Lunch, let’s talk about it. Not Sunday lunch, or a picnic in the park, or in the local Chinese, but lunch in its drabbest incarnation: at work.
Lunch at work — distinctly different from the working lunch, at which wine must be encouraged — is the dullest kind of meal. It is usually taken at a desk, or in a staff room, or in one of joyless high street Pret-a-likes. Colleagues may be in attendance, albeit not often voluntarily. Such lunches position food in its saddest, simplest form: as fuel.
This is why meal deals exist: a sandwich, fruit in plastic, a drink. There is only so much fun to be had with it — and the mundane becomes exotic very quickly (overheard in Tesco: “Mountain Dew? Bro, are you mad?!”).

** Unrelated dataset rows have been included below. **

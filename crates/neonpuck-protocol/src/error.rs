//! Error types for the protocol layer.

/// Errors that can occur while encoding or decoding messages.
#[derive(Debug, thiserror::Error)]
pub enum ProtocolError {
    /// Serialization failed.
    #[cfg(feature = "json")]
    #[error("encode failed: {0}")]
    Encode(serde_json::Error),

    /// Deserialization failed: malformed JSON, missing fields, or an
    /// unknown message type.
    #[cfg(feature = "json")]
    #[error("decode failed: {0}")]
    Decode(serde_json::Error),

    /// A join code that is not four characters of the room-code alphabet.
    #[error("invalid room code {0:?}")]
    InvalidRoomCode(String),
}
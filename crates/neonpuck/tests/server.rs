//! Integration tests for the server, handler, and full connection flow over
//! real WebSocket connections.

use std::time::Duration;

use futures_util::{SinkExt, StreamExt};
use neonpuck::prelude::*;
use tokio_tungstenite::tungstenite::Message;

type ClientWs = tokio_tungstenite::WebSocketStream<
    tokio_tungstenite::MaybeTlsStream<tokio::net::TcpStream>,
>;

// =========================================================================
// Helpers
// =========================================================================

/// Production behavior on a shorter clock so tests finish quickly.
fn fast_config() -> MatchConfig {
    MatchConfig {
        countdown_step: Duration::from_millis(20),
        goal_pause: Duration::from_millis(50),
        cleanup_grace: Duration::from_millis(200),
        ..MatchConfig::default()
    }
}

/// Starts a server on a random port; returns its address and registry.
async fn start_server() -> (String, RoomRegistry) {
    let server = NeonPuckServer::builder()
        .bind("127.0.0.1:0")
        .match_config(fast_config())
        .build()
        .await
        .expect("server should build");
    let addr = server.local_addr().expect("should have local addr").to_string();
    let registry = server.registry();
    tokio::spawn(async move {
        let _ = server.run().await;
    });
    (addr, registry)
}

async fn connect(addr: &str) -> ClientWs {
    let (ws, _) = tokio_tungstenite::connect_async(format!("ws://{addr}"))
        .await
        .expect("should connect");
    ws
}

async fn send(ws: &mut ClientWs, seq: u64, msg: ClientMessage) {
    let envelope = Envelope::wrap(seq, 0, msg);
    let json = serde_json::to_string(&envelope).expect("encode");
    ws.send(Message::Text(json.into())).await.expect("send");
}

async fn recv(ws: &mut ClientWs) -> Envelope<ServerMessage> {
    loop {
        let msg = tokio::time::timeout(Duration::from_secs(5), ws.next())
            .await
            .expect("timed out waiting for the server")
            .expect("stream ended")
            .expect("websocket error");
        if msg.is_text() || msg.is_binary() {
            return serde_json::from_slice(&msg.into_data()).expect("decode");
        }
    }
}

/// Receives until `pred` matches, discarding everything before it.
async fn recv_until(ws: &mut ClientWs, pred: impl Fn(&ServerMessage) -> bool) -> ServerMessage {
    loop {
        let envelope = recv(ws).await;
        if pred(&envelope.payload) {
            return envelope.payload;
        }
    }
}

async fn create(ws: &mut ClientWs) -> RoomCode {
    send(ws, 1, ClientMessage::CreateRoom).await;
    match recv(ws).await.payload {
        ServerMessage::RoomCreated { code } => code,
        other => panic!("expected room-created, got {other:?}"),
    }
}

/// Two connected players in one room, after the countdown.
async fn playing_pair(addr: &str) -> (ClientWs, ClientWs, RoomCode) {
    let mut a = connect(addr).await;
    let mut b = connect(addr).await;
    let code = create(&mut a).await;
    send(&mut b, 1, ClientMessage::JoinRoom { code: code.to_string() }).await;
    for ws in [&mut a, &mut b] {
        recv_until(ws, |m| matches!(m, ServerMessage::CountdownStep { value: -1 })).await;
    }
    (a, b, code)
}

async fn expect_join_error(ws: &mut ClientWs, reason: &str) {
    match recv(ws).await.payload {
        ServerMessage::JoinError { reason: got } => assert_eq!(got, reason),
        other => panic!("expected join-error, got {other:?}"),
    }
}

// =========================================================================
// Rooms
// =========================================================================

#[tokio::test]
async fn test_create_room_replies_with_code() {
    let (addr, registry) = start_server().await;
    let mut ws = connect(&addr).await;

    send(&mut ws, 1, ClientMessage::CreateRoom).await;
    let envelope = recv(&mut ws).await;
    assert_eq!(envelope.seq, 1);
    assert_eq!(envelope.channel, Channel::ReliableOrdered);
    let ServerMessage::RoomCreated { code } = envelope.payload else {
        panic!("expected room-created, got {:?}", envelope.payload);
    };
    assert_eq!(code.as_str().len(), 4);
    assert_eq!(registry.codes().await, vec![code]);
}

#[tokio::test]
async fn test_join_normalizes_code_and_starts_countdown() {
    let (addr, _registry) = start_server().await;
    let mut a = connect(&addr).await;
    let mut b = connect(&addr).await;
    let code = create(&mut a).await;

    let typed = format!("  {}  ", code.as_str().to_lowercase());
    send(&mut b, 1, ClientMessage::JoinRoom { code: typed }).await;

    assert_eq!(
        recv(&mut b).await.payload,
        ServerMessage::RoomJoined { code, side: Side::Right }
    );
    assert_eq!(recv(&mut a).await.payload, ServerMessage::OpponentJoined);

    for ws in [&mut a, &mut b] {
        let mut values = Vec::new();
        while values.last() != Some(&-1) {
            if let ServerMessage::CountdownStep { value } = recv(ws).await.payload {
                values.push(value);
            }
        }
        assert_eq!(values, vec![3, 2, 1, 0, -1]);
    }

    let snapshot = recv(&mut a).await;
    assert!(matches!(snapshot.payload, ServerMessage::StateSnapshot(_)));
    assert_eq!(snapshot.channel, Channel::Unreliable);
}

#[tokio::test]
async fn test_join_unknown_code_reports_not_found() {
    let (addr, _registry) = start_server().await;
    let mut ws = connect(&addr).await;
    send(&mut ws, 1, ClientMessage::JoinRoom { code: "QQQQ".into() }).await;
    expect_join_error(&mut ws, "Room not found").await;
}

#[tokio::test]
async fn test_join_malformed_code_reports_invalid() {
    let (addr, _registry) = start_server().await;
    let mut ws = connect(&addr).await;
    send(&mut ws, 1, ClientMessage::JoinRoom { code: "OIL".into() }).await;
    expect_join_error(&mut ws, "Invalid room code").await;
}

#[tokio::test]
async fn test_third_player_gets_room_full() {
    let (addr, _registry) = start_server().await;
    let (_a, _b, code) = playing_pair(&addr).await;

    let mut c = connect(&addr).await;
    send(&mut c, 1, ClientMessage::JoinRoom { code: code.to_string() }).await;
    expect_join_error(&mut c, "Room is full").await;
}

#[tokio::test]
async fn test_create_while_in_room_leaves_previous_room() {
    let (addr, _registry) = start_server().await;
    let (mut a, mut b, first) = playing_pair(&addr).await;

    send(&mut a, 2, ClientMessage::CreateRoom).await;
    let second = match recv_until(&mut a, |m| matches!(m, ServerMessage::RoomCreated { .. })).await {
        ServerMessage::RoomCreated { code } => code,
        _ => unreachable!(),
    };
    assert_ne!(first, second);
    recv_until(&mut b, |m| *m == ServerMessage::OpponentLeft).await;
}

#[tokio::test]
async fn test_refused_join_keeps_current_room() {
    let (addr, registry) = start_server().await;
    let (mut a, mut b, code) = playing_pair(&addr).await;

    let missing = if code.as_str() == "ZZZZ" { "YYYY" } else { "ZZZZ" };
    send(&mut b, 2, ClientMessage::JoinRoom { code: missing.into() }).await;
    recv_until(&mut b, |m| matches!(m, ServerMessage::JoinError { .. })).await;

    let info = registry.find(code).await.expect("room").info().await.unwrap();
    assert_eq!(info.occupants, 2);
    assert!(info.phase.is_active(), "{}", info.phase);

    // B is still seated: its paddle keeps moving in A's snapshots.
    send(&mut b, 3, ClientMessage::PaddleUpdate { x: 650.0, y: 120.0 }).await;
    recv_until(&mut a, |m| {
        assert_ne!(*m, ServerMessage::OpponentLeft);
        matches!(m, ServerMessage::StateSnapshot(s) if s.paddles[1].x == 650.0)
    })
    .await;
}

#[tokio::test]
async fn test_silent_peer_does_not_block_other_connections() {
    let server = NeonPuckServer::builder()
        .bind("127.0.0.1:0")
        .match_config(fast_config())
        .handshake_timeout(Duration::from_millis(200))
        .build()
        .await
        .expect("server should build");
    let addr = server.local_addr().unwrap().to_string();
    tokio::spawn(server.run());

    // Connects and never sends the upgrade request.
    let _silent = tokio::net::TcpStream::connect(&addr).await.unwrap();

    let mut ws = tokio::time::timeout(Duration::from_secs(1), connect(&addr))
        .await
        .expect("an honest client connects while the silent one stalls");
    create(&mut ws).await;
}

#[tokio::test]
async fn test_invalid_frame_is_ignored() {
    let (addr, _registry) = start_server().await;
    let mut ws = connect(&addr).await;

    ws.send(Message::Text("not json".to_string().into())).await.expect("send");
    // The connection survives: a valid request still gets an answer.
    create(&mut ws).await;
}

// =========================================================================
// Play
// =========================================================================

#[tokio::test]
async fn test_stale_paddle_update_is_discarded() {
    let (addr, _registry) = start_server().await;
    let (mut a, mut b, _code) = playing_pair(&addr).await;

    send(&mut b, 10, ClientMessage::PaddleUpdate { x: 600.0, y: 100.0 }).await;
    // Arrives after seq 10: must not move the paddle back.
    send(&mut b, 5, ClientMessage::PaddleUpdate { x: 700.0, y: 300.0 }).await;

    recv_until(&mut a, |m| match m {
        ServerMessage::StateSnapshot(s) => s.paddles[1].x == 600.0,
        _ => false,
    })
    .await;

    for _ in 0..10 {
        if let ServerMessage::StateSnapshot(s) = recv(&mut a).await.payload {
            assert_eq!((s.paddles[1].x, s.paddles[1].y), (600.0, 100.0));
        }
    }
}

#[tokio::test]
async fn test_disconnect_notifies_opponent() {
    let (addr, _registry) = start_server().await;
    let (mut a, mut b, _code) = playing_pair(&addr).await;

    b.close(None).await.expect("close");
    recv_until(&mut a, |m| *m == ServerMessage::OpponentLeft).await;
}

#[tokio::test]
async fn test_empty_room_is_removed_after_grace() {
    let (addr, registry) = start_server().await;
    let mut a = connect(&addr).await;
    let code = create(&mut a).await;

    send(&mut a, 2, ClientMessage::LeaveRoom).await;
    tokio::time::sleep(Duration::from_millis(50)).await;
    assert_eq!(registry.room_count().await, 1, "still inside the grace period");

    tokio::time::sleep(Duration::from_millis(400)).await;
    assert_eq!(registry.room_count().await, 0);

    let mut b = connect(&addr).await;
    send(&mut b, 1, ClientMessage::JoinRoom { code: code.to_string() }).await;
    expect_join_error(&mut b, "Room not found").await;
}

#[tokio::test]
async fn test_shutdown_destroys_rooms() {
    let server = NeonPuckServer::builder()
        .bind("127.0.0.1:0")
        .match_config(fast_config())
        .build()
        .await
        .expect("server should build");
    let addr = server.local_addr().unwrap().to_string();
    let registry = server.registry();
    let (stop, stopped) = tokio::sync::oneshot::channel::<()>();
    let running = tokio::spawn(server.run_until(async {
        let _ = stopped.await;
    }));

    let mut ws = connect(&addr).await;
    create(&mut ws).await;
    assert_eq!(registry.room_count().await, 1);

    stop.send(()).unwrap();
    running.await.unwrap().unwrap();
    assert_eq!(registry.room_count().await, 0);
}
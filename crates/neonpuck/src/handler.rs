//! Per-connection handler: message routing between one socket and at most
//! one room.
//!
//! Each accepted connection gets two Tokio tasks:
//!   1. a writer that drains the participant's outbox, numbers each frame
//!      and sends it on the channel its message type asks for;
//!   2. this handler, which decodes client envelopes and drives the room.
//!
//! Rooms and the handler both write into the same outbox, so a
//! `join-error` is ordered with everything a room says. Snapshots in the
//! outbox coalesce to the newest one; a slow socket delays the game, it
//! never grows the server's memory.

use std::sync::Arc;

use neonpuck_protocol::{ClientMessage, Codec, Envelope, ParticipantId, RoomCode, ServerMessage};
use neonpuck_room::{player_channel, PlayerInbox, PlayerSender, RoomError, RoomHandle};
use neonpuck_transport::{Connection, WebSocketConnection};
use tracing::{debug, info, trace, warn};

use crate::server::ServerState;
use crate::NeonPuckError;

/// Handles a single connection from accept to close.
pub(crate) async fn handle_connection<C: Codec>(
    conn: WebSocketConnection,
    state: Arc<ServerState<C>>,
) -> Result<(), NeonPuckError> {
    let conn = Arc::new(conn);
    let conn_id = conn.id();
    let participant = ParticipantId(conn_id.into_inner());
    debug!(%conn_id, %participant, peer = %conn.peer_addr(), "handling new connection");

    let (outbox, inbox) = player_channel();
    let writer = tokio::spawn(write_loop(Arc::clone(&conn), Arc::clone(&state), inbox));

    let mut session = Session::new(participant, outbox);
    let result = read_loop(&conn, &state, &mut session).await;

    // A closed socket frees the slot exactly like `leave-room`.
    session.leave_room().await;
    writer.abort();
    if let Err(e) = conn.close().await {
        trace!(%conn_id, error = %e, "close after session end");
    }
    info!(%conn_id, %participant, "connection finished");
    result
}

async fn read_loop<C: Codec>(
    conn: &WebSocketConnection,
    state: &ServerState<C>,
    session: &mut Session,
) -> Result<(), NeonPuckError> {
    loop {
        let data = match conn.recv().await {
            Ok(Some(data)) => data,
            Ok(None) => {
                debug!(participant = %session.participant, "connection closed cleanly");
                return Ok(());
            }
            Err(e) => return Err(e.into()),
        };

        // A frame that fails to decode is skipped; the connection lives on.
        let envelope: Envelope<ClientMessage> = match state.codec.decode(&data) {
            Ok(envelope) => envelope,
            Err(e) => {
                debug!(participant = %session.participant, error = %e, "failed to decode envelope");
                continue;
            }
        };
        session.dispatch(state, envelope).await;
    }
}

/// Drains the outbox onto the socket until every sender is gone or the
/// socket fails.
async fn write_loop<C: Codec>(
    conn: Arc<WebSocketConnection>,
    state: Arc<ServerState<C>>,
    mut inbox: PlayerInbox,
) {
    // Server frames are numbered per connection, starting at 1.
    let mut seq: u64 = 0;
    while let Some(msg) = inbox.recv().await {
        seq += 1;
        let envelope = Envelope::wrap(seq, state.uptime_ms(), msg);
        let bytes = match state.codec.encode(&envelope) {
            Ok(bytes) => bytes,
            Err(e) => {
                warn!(conn_id = %conn.id(), error = %e, "failed to encode server message");
                continue;
            }
        };
        // Unreliable frames are skipped while another send holds the socket;
        // a dropped frame still consumed its `seq`, which is how clients
        // notice the gap.
        let sent = if envelope.channel.is_reliable() {
            conn.send(&bytes).await
        } else {
            conn.send_unreliable(&bytes).await
        };
        if let Err(e) = sent {
            debug!(conn_id = %conn.id(), error = %e, "send failed, writer stopping");
            break;
        }
    }
}

/// What one connection knows about itself.
struct Session {
    participant: ParticipantId,
    outbox: PlayerSender,
    room: Option<RoomHandle>,
    /// Sequence number of the newest paddle update forwarded to the room.
    last_paddle_seq: Option<u64>,
}

impl Session {
    fn new(participant: ParticipantId, outbox: PlayerSender) -> Self {
        Self {
            participant,
            outbox,
            room: None,
            last_paddle_seq: None,
        }
    }

    async fn dispatch<C: Codec>(&mut self, state: &ServerState<C>, envelope: Envelope<ClientMessage>) {
        let seq = envelope.seq;
        match envelope.payload {
            ClientMessage::CreateRoom => self.create_room(state).await,
            ClientMessage::JoinRoom { code } => self.join_room(state, &code).await,
            ClientMessage::PaddleUpdate { x, y } => self.paddle(seq, x, y),
            ClientMessage::Rematch => {
                if let Some(room) = &self.room {
                    if let Err(e) = room.rematch(self.participant).await {
                        debug!(participant = %self.participant, error = %e, "rematch vote lost");
                        self.room = None;
                    }
                }
            }
            ClientMessage::LeaveRoom => self.leave_room().await,
        }
    }

    async fn create_room<C: Codec>(&mut self, state: &ServerState<C>) {
        match state
            .registry
            .create_room(self.participant, self.outbox.clone())
            .await
        {
            Ok(handle) => self.switch_to(handle).await,
            Err(e) => self.reject(&e),
        }
    }

    async fn join_room<C: Codec>(&mut self, state: &ServerState<C>, raw: &str) {
        let code = match RoomCode::parse(raw) {
            Ok(code) => code,
            Err(e) => return self.reject(&RoomError::from(e)),
        };
        if self.room.as_ref().is_some_and(|room| room.code() == code) {
            return self.reject(&RoomError::AlreadyInRoom(self.participant, code));
        }

        // A refused join keeps the participant where it is.
        match state
            .registry
            .join_room(code, self.participant, self.outbox.clone())
            .await
        {
            Ok((handle, _side)) => self.switch_to(handle).await,
            Err(e) => self.reject(&e),
        }
    }

    /// Forwards a paddle position unless a newer one already went through.
    fn paddle(&mut self, seq: u64, x: f64, y: f64) {
        let Some(room) = &self.room else {
            trace!(participant = %self.participant, "paddle update outside a room");
            return;
        };
        // The client's sequence decides, not arrival order: a position
        // older than one already forwarded is never applied.
        if self.last_paddle_seq.is_some_and(|last| seq <= last) {
            trace!(participant = %self.participant, seq, "stale paddle update dropped");
            return;
        }
        self.last_paddle_seq = Some(seq);
        if let Err(e) = room.paddle(self.participant, x, y) {
            debug!(participant = %self.participant, error = %e, "room gone");
            self.room = None;
        }
    }

    async fn leave_room(&mut self) {
        let Some(room) = self.room.take() else {
            return;
        };
        // Sequence tracking is per room visit.
        self.last_paddle_seq = None;
        match room.leave(self.participant).await {
            Ok(()) => info!(code = %room.code(), participant = %self.participant, "participant left room"),
            Err(e) => debug!(participant = %self.participant, error = %e, "leave after room ended"),
        }
    }

    /// Leaves the current room, if any, for one that already seated us.
    async fn switch_to(&mut self, handle: RoomHandle) {
        self.leave_room().await;
        self.room = Some(handle);
        self.last_paddle_seq = None;
    }

    /// Reports a failed create or join to this participant only.
    fn reject(&self, err: &RoomError) {
        debug!(participant = %self.participant, error = %err, "room request rejected");
        let _ = self.outbox.send(ServerMessage::JoinError {
            reason: err.reason().to_string(),
        });
    }
}
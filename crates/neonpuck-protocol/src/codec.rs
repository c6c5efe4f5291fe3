//! Codec trait and implementations for turning envelopes into frames.
//!
//! The handler only talks to the [`Codec`] trait, so the wire format can
//! change without touching room or connection code. [`JsonCodec`] is the
//! format browsers speak today.
//!
//! A codec sees whole envelopes, never bare messages: `seq`, `timestamp`
//! and `channel` are part of every frame. Framing itself (where one frame
//! ends and the next begins) belongs to the transport; a codec is handed
//! exactly one frame's bytes.
//!
//! Codecs are stateless. Nothing about one frame may depend on an earlier
//! one, because unreliable frames can be dropped in between.

use serde::{de::DeserializeOwned, Serialize};

use crate::ProtocolError;

/// Encodes values to bytes and decodes them back.
///
/// The methods are generic over the value so one codec serves both
/// directions: the server encodes `Envelope<ServerMessage>` and decodes
/// `Envelope<ClientMessage>`.
///
/// `Send + Sync + 'static` because one codec instance is shared by every
/// connection task for the lifetime of the server.
pub trait Codec: Send + Sync + 'static {
    /// Serializes a value into a frame.
    ///
    /// # Errors
    /// Returns `ProtocolError::Encode` if the value can't be represented.
    fn encode<T: Serialize>(&self, value: &T) -> Result<Vec<u8>, ProtocolError>;

    /// Deserializes a frame.
    ///
    /// # Errors
    /// Returns `ProtocolError::Decode` for malformed or mistyped input.
    fn decode<T: DeserializeOwned>(&self, data: &[u8]) -> Result<T, ProtocolError>;
}

// ---------------------------------------------------------------------------
// JsonCodec
// ---------------------------------------------------------------------------

/// A [`Codec`] backed by `serde_json`. Output is UTF-8, so transports can
/// ship it as WebSocket text frames.
///
/// ```rust
/// use neonpuck_protocol::{Codec, Envelope, JsonCodec, ServerMessage};
///
/// let codec = JsonCodec;
/// let envelope = Envelope::wrap(1, 250, ServerMessage::CountdownStep { value: 3 });
///
/// let bytes = codec.encode(&envelope).unwrap();
/// let decoded: Envelope<ServerMessage> = codec.decode(&bytes).unwrap();
/// assert_eq!(envelope, decoded);
/// ```
///
/// Message types are tagged with a `type` field in kebab-case (see
/// `messages.rs`), which is what the browser client switches on.
#[cfg(feature = "json")]
#[derive(Debug, Clone, Copy, Default)]
pub struct JsonCodec;

#[cfg(feature = "json")]
impl Codec for JsonCodec {
    fn encode<T: Serialize>(&self, value: &T) -> Result<Vec<u8>, ProtocolError> {
        serde_json::to_vec(value).map_err(ProtocolError::Encode)
    }

    // Unknown fields are ignored, so clients may send extra data.
    fn decode<T: DeserializeOwned>(&self, data: &[u8]) -> Result<T, ProtocolError> {
        serde_json::from_slice(data).map_err(ProtocolError::Decode)
    }
}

Or that’s how it was. Enter Sainsbury’s. On the grounds of offering customers more choice, the supermarket is now offering a can of Lucky Saint or a bottle of Corona Cero in its £5 meal deal. Debrett’s, the snobbery handbook, has already expressed its disapproval, telling the Times that having a booze-free beer “makes you look like someone who really wants a drink.” In other words, crack out the Lucky Saint and the worry is your colleagues will think you’re an alky.
Those having a bottle of zero must be after the taste, given there’s no buzz to chase. Few develop a drink problem on the grounds of flavour. “It was just too delicious” is a sentence rarely heard from those falling off a bar stool
I couldn’t give two figs about Debrett’s, so it is with significant displeasure that I admit my initial reaction was much the same. A decent zero beer is a joy in those moments where a drink feels the thing to have, but its impacts aren’t wanted. A Saturday afternoon of sport, a Monday night at home, in the pub midweek. But at your desk? In the office? For lunch? That looks like you’re…
…like nothing, really. It’s hardly as if it’s the unhealthy choice: non-alcoholic beers are for the most part better for you than the average soft drink. Nor does it really suggest anything sinister. Those having a bottle of zero must be after the taste, given there’s no buzz to chase. Few develop a drink problem on the grounds of flavour. “It was just too delicious” is a sentence rarely heard from those falling off a bar stool. Though, if someone is having one in an attempt to satisfy a craving, it’s better than sneaking off to the pub, or putting Cardi B’s boozy whipped cream on everything.
So if your colleagues think a booze-free beer indicates a drink problem, either it’s time to change your actual boozing habits, or change your colleagues. And if you’re worried about how it looks yourself, it might be time to go to the mirror with some difficult questions.
As it goes, I can think of some perfect meal deal days for a zero beer. On one of those clean blue summer Tuesdays, when the boss is away and everyone decamps to the park. A proper beer? Heaven, but perhaps unprofessional. Or maybe it’s any old Friday, inching along, the pub hours away. It’s a moment to pretend you’re on your first, without risking getting fired. And, in certain professions, a way to have a drink without putting anyone else in danger.
Sainsbury’s are probably on a hiding to nothing. Are there really that many consumers clamouring for alcohol-free beer at lunch? It’s hard to believe. On the other hand, perhaps the supermarket is looking to put a little crack in the greyness of a work lunch. Maybe it needn’t be so drab, after all.